Search the listing for the word "Serialize" and copy every line where it turns up.

-*-*-

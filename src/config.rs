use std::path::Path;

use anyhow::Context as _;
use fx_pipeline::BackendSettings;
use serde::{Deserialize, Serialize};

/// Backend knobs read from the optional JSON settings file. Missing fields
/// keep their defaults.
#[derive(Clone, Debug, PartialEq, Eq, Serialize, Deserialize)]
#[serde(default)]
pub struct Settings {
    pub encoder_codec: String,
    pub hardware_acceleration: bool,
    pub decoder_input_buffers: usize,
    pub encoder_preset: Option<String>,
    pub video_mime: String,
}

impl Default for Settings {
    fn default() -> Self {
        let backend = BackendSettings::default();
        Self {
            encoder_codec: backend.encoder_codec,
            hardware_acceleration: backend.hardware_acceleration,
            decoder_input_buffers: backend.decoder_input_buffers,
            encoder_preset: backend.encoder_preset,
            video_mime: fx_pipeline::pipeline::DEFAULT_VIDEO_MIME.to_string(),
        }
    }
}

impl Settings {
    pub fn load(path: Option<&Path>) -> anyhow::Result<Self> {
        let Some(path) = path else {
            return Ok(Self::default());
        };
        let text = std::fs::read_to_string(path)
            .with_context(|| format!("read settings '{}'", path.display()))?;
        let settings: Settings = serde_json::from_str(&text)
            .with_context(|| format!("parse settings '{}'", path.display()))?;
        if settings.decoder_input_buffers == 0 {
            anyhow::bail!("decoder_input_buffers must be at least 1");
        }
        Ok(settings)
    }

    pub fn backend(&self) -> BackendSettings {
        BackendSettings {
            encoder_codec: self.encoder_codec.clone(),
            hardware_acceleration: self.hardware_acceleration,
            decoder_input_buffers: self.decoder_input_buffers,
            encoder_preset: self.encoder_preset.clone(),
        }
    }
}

-*-*-

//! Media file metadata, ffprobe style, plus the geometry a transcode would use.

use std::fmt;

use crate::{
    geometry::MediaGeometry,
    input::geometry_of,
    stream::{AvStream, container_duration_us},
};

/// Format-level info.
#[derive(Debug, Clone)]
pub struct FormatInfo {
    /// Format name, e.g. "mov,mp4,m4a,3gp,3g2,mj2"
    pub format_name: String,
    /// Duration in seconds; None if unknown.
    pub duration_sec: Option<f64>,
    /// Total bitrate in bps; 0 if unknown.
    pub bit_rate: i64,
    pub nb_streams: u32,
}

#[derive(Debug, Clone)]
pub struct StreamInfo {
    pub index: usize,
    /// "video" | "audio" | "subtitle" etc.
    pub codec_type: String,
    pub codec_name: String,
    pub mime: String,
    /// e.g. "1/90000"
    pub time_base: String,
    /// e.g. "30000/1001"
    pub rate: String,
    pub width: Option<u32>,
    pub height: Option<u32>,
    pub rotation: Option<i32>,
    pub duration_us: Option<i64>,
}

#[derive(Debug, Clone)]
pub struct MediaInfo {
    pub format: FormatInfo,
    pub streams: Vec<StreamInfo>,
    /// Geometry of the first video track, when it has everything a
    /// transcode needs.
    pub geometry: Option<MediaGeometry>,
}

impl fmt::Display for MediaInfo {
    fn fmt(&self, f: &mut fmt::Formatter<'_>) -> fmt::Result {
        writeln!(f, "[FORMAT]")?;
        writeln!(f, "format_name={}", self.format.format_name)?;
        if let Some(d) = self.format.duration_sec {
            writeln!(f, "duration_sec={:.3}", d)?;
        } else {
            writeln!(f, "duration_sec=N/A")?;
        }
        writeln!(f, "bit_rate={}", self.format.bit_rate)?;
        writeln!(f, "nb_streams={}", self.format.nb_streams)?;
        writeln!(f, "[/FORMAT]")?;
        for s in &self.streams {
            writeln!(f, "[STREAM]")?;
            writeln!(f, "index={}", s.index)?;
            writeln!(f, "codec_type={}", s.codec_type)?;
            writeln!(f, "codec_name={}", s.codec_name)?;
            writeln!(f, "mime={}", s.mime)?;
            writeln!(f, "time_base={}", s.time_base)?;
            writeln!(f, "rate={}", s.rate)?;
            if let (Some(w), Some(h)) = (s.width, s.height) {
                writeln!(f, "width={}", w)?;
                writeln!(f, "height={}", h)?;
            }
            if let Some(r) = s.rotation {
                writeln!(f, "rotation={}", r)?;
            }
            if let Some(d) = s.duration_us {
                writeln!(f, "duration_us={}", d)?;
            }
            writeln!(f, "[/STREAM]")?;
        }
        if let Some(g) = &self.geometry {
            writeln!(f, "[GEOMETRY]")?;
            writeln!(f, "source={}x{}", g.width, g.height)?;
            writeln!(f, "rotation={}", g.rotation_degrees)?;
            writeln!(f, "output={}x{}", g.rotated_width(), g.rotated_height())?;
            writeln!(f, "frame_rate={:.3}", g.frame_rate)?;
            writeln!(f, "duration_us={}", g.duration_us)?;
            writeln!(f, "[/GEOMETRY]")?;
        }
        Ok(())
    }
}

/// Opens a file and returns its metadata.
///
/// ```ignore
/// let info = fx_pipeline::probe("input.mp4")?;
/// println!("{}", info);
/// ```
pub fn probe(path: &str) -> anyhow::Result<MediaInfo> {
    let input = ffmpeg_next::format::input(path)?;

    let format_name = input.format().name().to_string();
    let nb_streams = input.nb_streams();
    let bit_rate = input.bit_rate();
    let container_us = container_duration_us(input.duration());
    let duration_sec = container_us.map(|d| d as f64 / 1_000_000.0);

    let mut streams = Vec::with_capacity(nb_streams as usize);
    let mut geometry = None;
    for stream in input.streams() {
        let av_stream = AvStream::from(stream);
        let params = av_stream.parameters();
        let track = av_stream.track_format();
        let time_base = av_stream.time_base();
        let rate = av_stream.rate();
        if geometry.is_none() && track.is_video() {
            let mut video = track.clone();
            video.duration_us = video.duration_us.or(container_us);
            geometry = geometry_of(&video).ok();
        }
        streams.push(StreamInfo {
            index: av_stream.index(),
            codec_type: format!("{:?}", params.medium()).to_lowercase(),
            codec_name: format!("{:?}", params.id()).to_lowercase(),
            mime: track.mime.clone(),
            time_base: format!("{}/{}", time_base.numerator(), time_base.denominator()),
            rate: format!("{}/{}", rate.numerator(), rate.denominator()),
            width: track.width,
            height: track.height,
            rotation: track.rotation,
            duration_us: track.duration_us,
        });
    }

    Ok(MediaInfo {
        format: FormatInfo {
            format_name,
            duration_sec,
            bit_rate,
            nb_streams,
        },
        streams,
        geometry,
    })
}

-*-*-

__Response__.
use serde::{Deserialize, Serialize};
#[derive(Clone, Debug, PartialEq, Eq, Serialize, Deserialize)]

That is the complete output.